Turchin claims that by using an intricate database of information on various complex human societies that have cropped up over the millennia, it is possible to determine some general organizing principles. From their analysis, political instability occurs regularly and is caused by “the same basic set of forces,” so it might could be possible to predict when instability could occur. Apparently, history unfolds in periodic cycles of political integration and disintegration. Indeed, when Turchin made like a common Jeane Dixon and predicted the Turbulent Twenties back in 2010, we all ignored him much to our chagrin. In case you missed it, that means we’re now in a period of disintegration.

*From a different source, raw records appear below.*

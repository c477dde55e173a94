//! PLY (Stanford polygon) format support.
//!
//! PLY output is offered alongside STL for viewers that prefer shared-vertex
//! files. Polygon faces on load are fan-triangulated.

use std::fs::File;
use std::io::{BufReader, BufWriter, Write};
use std::path::Path;

use nalgebra::Point3;
use ply_rs::parser::Parser;
use ply_rs::ply::{DefaultElement, Property};

use crate::error::{Error, Result};
use crate::mesh::{build_from_triangles, to_face_vertex, HalfEdgeMesh};

/// Load a mesh from a PLY file.
pub fn load<P: AsRef<Path>>(path: P) -> Result<HalfEdgeMesh> {
    let path = path.as_ref();
    let mut reader = BufReader::new(File::open(path)?);
    let load_error = |message: &str| Error::LoadError {
        path: path.to_path_buf(),
        message: message.to_string(),
    };

    let parser = Parser::<DefaultElement>::new();
    let ply = parser
        .read_ply(&mut reader)
        .map_err(|e| load_error(&e.to_string()))?;

    let vertex_element = ply
        .payload
        .get("vertex")
        .ok_or_else(|| load_error("PLY file has no vertex element"))?;

    let vertices = vertex_element
        .iter()
        .map(|vertex| {
            let coord = |name| get_float_property(vertex, name);
            match (coord("x"), coord("y"), coord("z")) {
                (Some(x), Some(y), Some(z)) => Ok(Point3::new(x, y, z)),
                _ => Err(load_error("vertex missing a coordinate")),
            }
        })
        .collect::<Result<Vec<_>>>()?;

    let face_element = ply
        .payload
        .get("face")
        .ok_or_else(|| load_error("PLY file has no face element"))?;

    let mut faces: Vec<[usize; 3]> = Vec::with_capacity(face_element.len());
    for face in face_element {
        let indices = get_list_property(face, "vertex_indices")
            .or_else(|| get_list_property(face, "vertex_index"))
            .ok_or_else(|| load_error("face missing vertex_indices property"))?;

        if indices.len() < 3 {
            return Err(load_error("face has fewer than 3 vertices"));
        }
        for i in 1..indices.len() - 1 {
            faces.push([indices[0], indices[i], indices[i + 1]]);
        }
    }

    build_from_triangles(&vertices, &faces)
}

fn get_float_property(element: &DefaultElement, name: &str) -> Option<f64> {
    match element.get(name)? {
        Property::Float(v) => Some(*v as f64),
        Property::Double(v) => Some(*v),
        Property::Int(v) => Some(*v as f64),
        Property::UInt(v) => Some(*v as f64),
        Property::Short(v) => Some(*v as f64),
        Property::UShort(v) => Some(*v as f64),
        _ => None,
    }
}

fn get_list_property(element: &DefaultElement, name: &str) -> Option<Vec<usize>> {
    match element.get(name)? {
        Property::ListInt(v) => Some(v.iter().map(|&x| x as usize).collect()),
        Property::ListUInt(v) => Some(v.iter().map(|&x| x as usize).collect()),
        Property::ListShort(v) => Some(v.iter().map(|&x| x as usize).collect()),
        Property::ListUShort(v) => Some(v.iter().map(|&x| x as usize).collect()),
        Property::ListUChar(v) => Some(v.iter().map(|&x| x as usize).collect()),
        _ => None,
    }
}

/// Save a mesh to an ASCII PLY file.
///
/// Coordinates are written as doubles so a PLY export loses no precision.
pub fn save<P: AsRef<Path>>(mesh: &HalfEdgeMesh, path: P) -> Result<()> {
    write_ply(mesh, None, path.as_ref())
}

/// Save a mesh with one RGB colour per vertex.
///
/// # Errors
///
/// Returns [`Error::InvalidParameter`] unless there is exactly one colour per
/// vertex; nothing is written in that case.
pub fn save_colored<P: AsRef<Path>>(
    mesh: &HalfEdgeMesh,
    colors: &[[u8; 3]],
    path: P,
) -> Result<()> {
    if colors.len() != mesh.num_vertices() {
        return Err(Error::invalid_param(
            "colors",
            colors.len(),
            "need exactly one colour per vertex",
        ));
    }
    write_ply(mesh, Some(colors), path.as_ref())
}

fn write_ply(mesh: &HalfEdgeMesh, colors: Option<&[[u8; 3]]>, path: &Path) -> Result<()> {
    let mut writer = BufWriter::new(File::create(path)?);

    let (vertices, faces) = to_face_vertex(mesh);

    writeln!(writer, "ply")?;
    writeln!(writer, "format ascii 1.0")?;
    writeln!(writer, "comment Generated by insole")?;
    writeln!(writer, "element vertex {}", vertices.len())?;
    writeln!(writer, "property double x")?;
    writeln!(writer, "property double y")?;
    writeln!(writer, "property double z")?;
    if colors.is_some() {
        writeln!(writer, "property uchar red")?;
        writeln!(writer, "property uchar green")?;
        writeln!(writer, "property uchar blue")?;
    }
    writeln!(writer, "element face {}", faces.len())?;
    writeln!(writer, "property list uchar int vertex_indices")?;
    writeln!(writer, "end_header")?;

    for (i, v) in vertices.iter().enumerate() {
        match colors {
            Some(colors) => {
                let [r, g, b] = colors[i];
                writeln!(writer, "{} {} {} {} {} {}", v.x, v.y, v.z, r, g, b)?;
            }
            None => writeln!(writer, "{} {} {}", v.x, v.y, v.z)?,
        }
    }
    for f in &faces {
        writeln!(writer, "3 {} {} {}", f[0], f[1], f[2])?;
    }

    writer.flush()?;
    Ok(())
}
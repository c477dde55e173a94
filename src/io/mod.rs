//! Mesh file I/O.
//!
//! | Format | Extension | Load | Save | Notes |
//! |--------|-----------|------|------|-------|
//! | STL | `.stl` | ✓ | ✓ | Binary and ASCII on load, binary on save |
//! | PLY | `.ply` | ✓ | ✓ | ASCII on save, optional per-vertex RGB |
//!
//! Saving never changes geometry or connectivity. If writing fails part-way
//! the partial file is removed, so a failed export leaves nothing behind.
//!
//! ```no_run
//! use insole::io::{load, save};
//!
//! let mesh = load("Shoe_Sole_UK_8_Left.stl").unwrap();
//! save(&mesh, "sole_with_pads_left.stl").unwrap();
//! ```

pub mod ply;
pub mod stl;

use std::fs;
use std::path::Path;

use crate::error::{Error, Result};
use crate::mesh::HalfEdgeMesh;

/// Supported mesh file formats.
#[derive(Debug, Clone, Copy, PartialEq, Eq)]
pub enum Format {
    /// STL (stereolithography) format.
    Stl,
    /// PLY (Stanford polygon) format.
    Ply,
}

impl Format {
    /// Detect format from file extension.
    pub fn from_extension(ext: &str) -> Option<Format> {
        match ext.to_lowercase().as_str() {
            "stl" => Some(Format::Stl),
            "ply" => Some(Format::Ply),
            _ => None,
        }
    }

    /// Detect format from file path.
    pub fn from_path<P: AsRef<Path>>(path: P) -> Option<Format> {
        path.as_ref()
            .extension()
            .and_then(|ext| ext.to_str())
            .and_then(Format::from_extension)
    }
}

fn detect(path: &Path) -> Result<Format> {
    Format::from_path(path).ok_or_else(|| Error::UnsupportedFormat {
        extension: path
            .extension()
            .and_then(|e| e.to_str())
            .unwrap_or("(none)")
            .to_string(),
    })
}

/// Load a mesh, choosing the format from the file extension.
pub fn load<P: AsRef<Path>>(path: P) -> Result<HalfEdgeMesh> {
    let path = path.as_ref();
    match detect(path)? {
        Format::Stl => stl::load(path),
        Format::Ply => ply::load(path),
    }
}

/// Save a mesh, choosing the format from the file extension.
pub fn save<P: AsRef<Path>>(mesh: &HalfEdgeMesh, path: P) -> Result<()> {
    let path = path.as_ref();
    let result = match detect(path)? {
        Format::Stl => stl::save(mesh, path),
        Format::Ply => ply::save(mesh, path),
    };
    clean_up_failed(path, result)
}

/// Save a mesh with per-vertex colours. STL has no colour channel, so an
/// STL path gets the plain geometry.
pub fn save_with_colors<P: AsRef<Path>>(
    mesh: &HalfEdgeMesh,
    colors: &[[u8; 3]],
    path: P,
) -> Result<()> {
    let path = path.as_ref();
    let result = match detect(path)? {
        Format::Stl => {
            log::debug!("{}: STL carries no colour; writing geometry only", path.display());
            stl::save(mesh, path)
        }
        Format::Ply => ply::save_colored(mesh, colors, path),
    };
    clean_up_failed(path, result)
}

fn clean_up_failed(path: &Path, result: Result<()>) -> Result<()> {
    if result.is_err() && path.is_file() {
        if let Err(e) = fs::remove_file(path) {
            log::warn!("could not remove partial output {}: {}", path.display(), e);
        }
    }
    result
}
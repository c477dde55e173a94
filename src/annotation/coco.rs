//! COCO annotation records.
//!
//! Only the parts of the COCO layout the loader reads are modelled; unknown
//! keys are ignored. Pressure-scan exports carry one image per record.

use std::fs;
use std::path::Path;

use serde::{Deserialize, Serialize};
use serde_json::{Map, Value};

use crate::error::{Result, SchemaError};

use super::normalize_name;

/// A COCO-style annotation record for one foot.
#[derive(Debug, Clone, Default, Serialize, Deserialize)]
pub struct AnnotationRecord {
    /// Annotated images; the first one defines the pixel frame.
    #[serde(default)]
    pub images: Vec<ImageInfo>,
    /// Declared categories.
    #[serde(default)]
    pub categories: Vec<CategoryInfo>,
    /// Region annotations.
    #[serde(default)]
    pub annotations: Vec<Annotation>,
}

/// Image entry.
#[derive(Debug, Clone, Serialize, Deserialize)]
pub struct ImageInfo {
    /// Image id.
    #[serde(default)]
    pub id: u64,
    /// Width in pixels.
    pub width: f64,
    /// Height in pixels.
    pub height: f64,
    /// Source image file name.
    #[serde(default)]
    pub file_name: String,
}

/// Category entry.
#[derive(Debug, Clone, Serialize, Deserialize)]
pub struct CategoryInfo {
    /// Category id referenced by annotations.
    pub id: u64,
    /// Zone name.
    pub name: String,
    /// Grouping label.
    #[serde(default)]
    pub supercategory: String,
}

/// One annotated region.
#[derive(Debug, Clone, Serialize, Deserialize)]
pub struct Annotation {
    /// Annotation id.
    pub id: u64,
    /// Image the region is drawn on.
    #[serde(default)]
    pub image_id: u64,
    /// Category of the region.
    pub category_id: u64,
    /// Polygon rings as flat `[x0, y0, x1, y1, ...]` lists.
    pub segmentation: Vec<Vec<f64>>,
    /// Area in square pixels, `0` when the exporter left it out.
    #[serde(default)]
    pub area: f64,
    /// `[x, y, width, height]` in pixels.
    #[serde(default)]
    pub bbox: Vec<f64>,
    /// COCO crowd flag.
    #[serde(default)]
    pub iscrowd: u8,
    /// Free-form attributes; `intensity` is read when numeric.
    #[serde(default)]
    pub attributes: Map<String, Value>,
}

impl Annotation {
    /// The raw `attributes.intensity` value, if present.
    pub fn intensity(&self) -> Option<&Value> {
        self.attributes.get("intensity")
    }
}

impl AnnotationRecord {
    /// Parse a record from JSON text.
    pub fn from_json(text: &str) -> std::result::Result<Self, SchemaError> {
        Ok(serde_json::from_str(text)?)
    }

    /// Read and parse a record from a file.
    pub fn from_file<P: AsRef<Path>>(path: P) -> Result<Self> {
        let text = fs::read_to_string(path)?;
        Ok(Self::from_json(&text)?)
    }

    /// Look up a category by id.
    pub fn category(&self, id: u64) -> Option<&CategoryInfo> {
        self.categories.iter().find(|c| c.id == id)
    }

    /// Normalized names of the categories that annotations actually use, in
    /// first-use order, skipping `ignored` ones.
    pub fn zone_names(&self, ignored: &[String]) -> Vec<String> {
        let mut names: Vec<String> = Vec::new();
        for annotation in &self.annotations {
            let Some(category) = self.category(annotation.category_id) else {
                continue;
            };
            let name = normalize_name(&category.name);
            if ignored.contains(&name) || names.contains(&name) {
                continue;
            }
            names.push(name);
        }
        names
    }
}
//! Surface parameterization.
//!
//! Pressure zones are drawn on a top-down image of the foot, so the insole
//! surface is parameterized the same way: every vertex gets its XY position as
//! a 2D coordinate ([`planar_projection`]), and a [`Projection`] carries
//! pixel coordinates into that frame.
//!
//! # Example
//!
//! ```no_run
//! use insole::algo::parameterize::{planar_projection, Projection};
//! use nalgebra::Point2;
//!
//! let mesh = insole::io::load("Shoe_Sole_UK_8_Left.stl").unwrap();
//! let uv = planar_projection(&mesh);
//! let projection = Projection::fit_to_mesh(&mesh, 512.0, 1024.0, [0.0, 0.0]).unwrap();
//!
//! let heel = projection.to_parameter(&Point2::new(256.0, 900.0));
//! println!("heel centre at {:?}, {} vertices", heel, uv.len());
//! ```

mod planar;
mod uv;

pub use planar::{planar_projection, Projection};
pub use uv::UVMap;
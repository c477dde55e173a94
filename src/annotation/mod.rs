//! Pressure-zone annotation loading.
//!
//! An [`AnnotationRecord`] is the raw COCO export for one foot. [`load_zones`]
//! validates it and turns every polygon ring into a [`PressureZone`], keeping
//! annotation order. Validation is strict: a malformed polygon or an unknown
//! category fails the whole record with a [`SchemaError`] rather than being
//! skipped.
//!
//! ```
//! use insole::annotation::{load_zones, AnnotationRecord, LoadOptions};
//!
//! let record = AnnotationRecord::from_json(r#"{
//!     "images": [{"width": 100, "height": 200}],
//!     "categories": [{"id": 1, "name": "Heel"}],
//!     "annotations": [{"id": 1, "category_id": 1,
//!                      "segmentation": [[10, 150, 90, 150, 50, 190]]}]
//! }"#).unwrap();
//!
//! let options = LoadOptions::new(["heel"]);
//! let zones = load_zones(&record, &options).unwrap();
//! assert_eq!(zones.zones.len(), 1);
//! assert_eq!(zones.zones[0].category, "heel");
//! ```

mod coco;

pub use coco::{Annotation, AnnotationRecord, CategoryInfo, ImageInfo};

use std::collections::BTreeSet;

use nalgebra::Point2;
use serde_json::Value;

use crate::error::{Result, SchemaError};
use crate::polygon::Polygon;
use crate::warning::Warning;

/// Lowercase, trimmed category name.
pub fn normalize_name(name: &str) -> String {
    name.trim().to_lowercase()
}

/// A labeled region of the sole in image pixel space.
#[derive(Debug, Clone, PartialEq)]
pub struct PressureZone {
    /// Id of the annotation the ring came from.
    pub id: u64,
    /// Normalized category name.
    pub category: String,
    /// Simple polygon with at least three distinct points.
    pub polygon: Polygon,
    /// Area in square pixels.
    pub area: f64,
    /// Optional pressure intensity multiplier.
    pub intensity: Option<f64>,
}

/// The validated zones of one record together with their pixel frame.
#[derive(Debug, Clone)]
pub struct ZoneSet {
    /// Width of the annotated image in pixels.
    pub image_width: f64,
    /// Height of the annotated image in pixels.
    pub image_height: f64,
    /// Zones in annotation order.
    pub zones: Vec<PressureZone>,
    /// Non-fatal conditions found while loading.
    pub warnings: Vec<Warning>,
}

/// What the loader accepts and which zones it keeps.
#[derive(Debug, Clone, Default)]
pub struct LoadOptions {
    /// Category names that have a correction policy.
    pub vocabulary: BTreeSet<String>,
    /// Categories skipped without error (umbrella labels).
    pub ignored: BTreeSet<String>,
    /// Zone names to keep; empty keeps all.
    pub selection: Vec<String>,
}

impl LoadOptions {
    /// Options accepting the given vocabulary.
    pub fn new<I, S>(vocabulary: I) -> Self
    where
        I: IntoIterator<Item = S>,
        S: AsRef<str>,
    {
        Self {
            vocabulary: vocabulary.into_iter().map(|s| normalize_name(s.as_ref())).collect(),
            ..Self::default()
        }
    }

    /// Skip the given categories.
    pub fn with_ignored<I, S>(mut self, ignored: I) -> Self
    where
        I: IntoIterator<Item = S>,
        S: AsRef<str>,
    {
        self.ignored = ignored.into_iter().map(|s| normalize_name(s.as_ref())).collect();
        self
    }

    /// Keep only the named zones.
    pub fn with_selection<I, S>(mut self, selection: I) -> Self
    where
        I: IntoIterator<Item = S>,
        S: AsRef<str>,
    {
        self.selection = selection.into_iter().map(|s| normalize_name(s.as_ref())).collect();
        self
    }
}

/// Validate a record and extract its pressure zones.
pub fn load_zones(record: &AnnotationRecord, options: &LoadOptions) -> Result<ZoneSet> {
    let image = record.images.first().ok_or(SchemaError::MissingImage)?;
    let valid = |size: f64| size.is_finite() && size > 0.0;
    if !(valid(image.width) && valid(image.height)) {
        return Err(SchemaError::InvalidImageSize {
            width: image.width,
            height: image.height,
        }
        .into());
    }

    let mut warnings = Vec::new();
    let selection: Vec<String> = options
        .selection
        .iter()
        .map(|s| normalize_name(s))
        .collect();
    if !selection.is_empty() {
        // Ignored umbrella categories are never loaded, so they cannot match.
        let ignored: Vec<String> = options.ignored.iter().cloned().collect();
        let available = record.zone_names(&ignored);
        let mut matched = 0;
        for name in &selection {
            if available.contains(name) {
                matched += 1;
            } else {
                let warning = Warning::UnknownSelection { name: name.clone() };
                log::warn!("{}", warning);
                warnings.push(warning);
            }
        }
        if matched == 0 {
            return Err(SchemaError::NoSelectedZones { selected: selection }.into());
        }
    }

    let mut zones = Vec::new();
    for annotation in &record.annotations {
        let category = record
            .category(annotation.category_id)
            .ok_or(SchemaError::UnknownCategoryId {
                annotation: annotation.id,
                category_id: annotation.category_id,
            })?;
        let name = normalize_name(&category.name);

        if options.ignored.contains(&name) {
            continue;
        }
        if !selection.is_empty() && !selection.contains(&name) {
            continue;
        }
        if !options.vocabulary.contains(&name) {
            return Err(SchemaError::UnrecognizedCategory {
                annotation: annotation.id,
                name,
            }
            .into());
        }

        let intensity = parse_intensity(annotation)?;

        for ring in &annotation.segmentation {
            let polygon = parse_ring(annotation.id, ring)?;
            let area = if annotation.segmentation.len() == 1 && annotation.area > 0.0 {
                annotation.area
            } else {
                polygon.area()
            };
            zones.push(PressureZone {
                id: annotation.id,
                category: name.clone(),
                polygon,
                area,
                intensity,
            });
        }
    }

    log::debug!(
        "loaded {} zones from {} annotations ({}x{} px)",
        zones.len(),
        record.annotations.len(),
        image.width,
        image.height
    );

    Ok(ZoneSet {
        image_width: image.width,
        image_height: image.height,
        zones,
        warnings,
    })
}

fn parse_intensity(annotation: &Annotation) -> std::result::Result<Option<f64>, SchemaError> {
    let Some(value) = annotation.intensity() else {
        return Ok(None);
    };
    let invalid = |value: f64| SchemaError::InvalidIntensity {
        annotation: annotation.id,
        value,
    };
    match value {
        Value::Null => Ok(None),
        Value::Number(n) => {
            let v = n.as_f64().ok_or_else(|| invalid(f64::NAN))?;
            if v.is_finite() && v >= 0.0 {
                Ok(Some(v))
            } else {
                Err(invalid(v))
            }
        }
        Value::String(s) => match s.trim().parse::<f64>() {
            Ok(v) if v.is_finite() && v >= 0.0 => Ok(Some(v)),
            Ok(v) => Err(invalid(v)),
            Err(_) => Err(invalid(f64::NAN)),
        },
        _ => Err(invalid(f64::NAN)),
    }
}

fn parse_ring(annotation: u64, ring: &[f64]) -> std::result::Result<Polygon, SchemaError> {
    if ring.len() % 2 != 0 {
        return Err(SchemaError::OddCoordinateCount {
            annotation,
            count: ring.len(),
        });
    }
    if ring.iter().any(|c| !c.is_finite()) {
        return Err(SchemaError::NonFiniteCoordinate { annotation });
    }

    // Drop consecutive repeats so a doubled click does not read as a spike.
    let mut points: Vec<Point2<f64>> = Vec::with_capacity(ring.len() / 2);
    for c in ring.chunks_exact(2) {
        let p = Point2::new(c[0], c[1]);
        if points.last() != Some(&p) {
            points.push(p);
        }
    }
    let polygon = Polygon::new(points);

    let distinct = polygon.distinct_points();
    if distinct < 3 {
        return Err(SchemaError::TooFewPoints {
            annotation,
            points: distinct,
        });
    }
    if !polygon.is_simple() {
        return Err(SchemaError::SelfIntersecting { annotation });
    }
    Ok(polygon)
}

This here is part 1 of our dive into Turchin’s cliodynamics model of political stability and instability. We’re going to look at the model. In part 2, we’ll be looking at the implications of the model. That’s the way these model things go. You gotta understand them before you can apply them, and it all takes words. Lots of words. TL;DR. Story of Ye Olde Blogge.

Understanding the Cliodynamics Model of Political Integration and Disintegration

The model focuses on two broad variables: the wealth gap and the number of elites in a society. The wealth gap can be seen in metrics like income and wages, the average height of the population and average life expectancy. Elites are defined as people with over one million dollars in assets and have social or political influence. Not every wealthy person is a Charles Montgomery Plantagenet Schicklgruber Burns; some are Kardashians.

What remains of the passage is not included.